Task directions
For each line in the records, produce an exact copy.

Records from a collection
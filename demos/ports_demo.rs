//! Lists serial ports and picks the first FTDI adapter

use serial_ack::hardware::{list_ports, select_usb_port, FTDI_VID};

fn main() -> Result<(), Box<dyn std::error::Error>> {
    println!("=== Serial Ports ===\n");

    let ports = list_ports()?;
    if ports.is_empty() {
        println!("No serial ports found");
        return Ok(());
    }

    for (index, port) in ports.iter().enumerate() {
        println!("Dev: {}", index);
        println!("  {}", port);
        if let Some(manufacturer) = &port.manufacturer {
            println!("  Manufacturer: {}", manufacturer);
        }
    }

    match select_usb_port(&ports, FTDI_VID, None) {
        Some(port) => println!("\nFTDI adapter on {}", port.port_name),
        None => println!("\nNo FTDI adapter attached"),
    }
    Ok(())
}
//! Acknowledgment protocol: reliable sender and its echo counterpart

pub mod delay;
pub mod error;
pub mod receiver;
pub mod sender;

pub use delay::{Delay, RecordingDelay, ThreadDelay};
pub use error::{SendError, SendResult};
pub use receiver::{open_receiver, EchoReceiver, EchoStats, ReceiverMode};
pub use sender::{check_payload, send_serial_data, ReliableSender};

Completed exercise
filename demos/ports_demo.rs
//! Lists serial ports and picks the first FTDI adapter

use serial_ack::hardware::{list_ports, select_usb_port, FTDI_VID};

fn main() -> Result<(), Box<dyn std::error::Error>> {
    println!("=== Serial Ports ===\n");

    let ports = list_ports()?;
    if ports.is_empty() {
        println!("No serial ports found");
        return Ok(());
    }

    for (index, port) in ports.iter().enumerate() {
        println!("Dev: {}", index);
        println!("  {}", port);
        if let Some(manufacturer) = &port.manufacturer {
            println!("  Manufacturer: {}", manufacturer);
        }
    }

    match select_usb_port(&ports, FTDI_VID, None) {
        Some(port) => println!("\nFTDI adapter on {}", port.port_name),
        None => println!("\nNo FTDI adapter attached"),
    }
    Ok(())
}
//! Acknowledgment protocol: reliable sender and its echo counterpart

pub mod delay;
pub mod error;
pub mod receiver;
pub mod sender;

pub use delay::{Delay, RecordingDelay, ThreadDelay};
pub use error::{SendError, SendResult};
pub use receiver::{open_receiver, EchoReceiver, EchoStats, ReceiverMode};
pub use sender::{check_payload, send_serial_data, ReliableSender};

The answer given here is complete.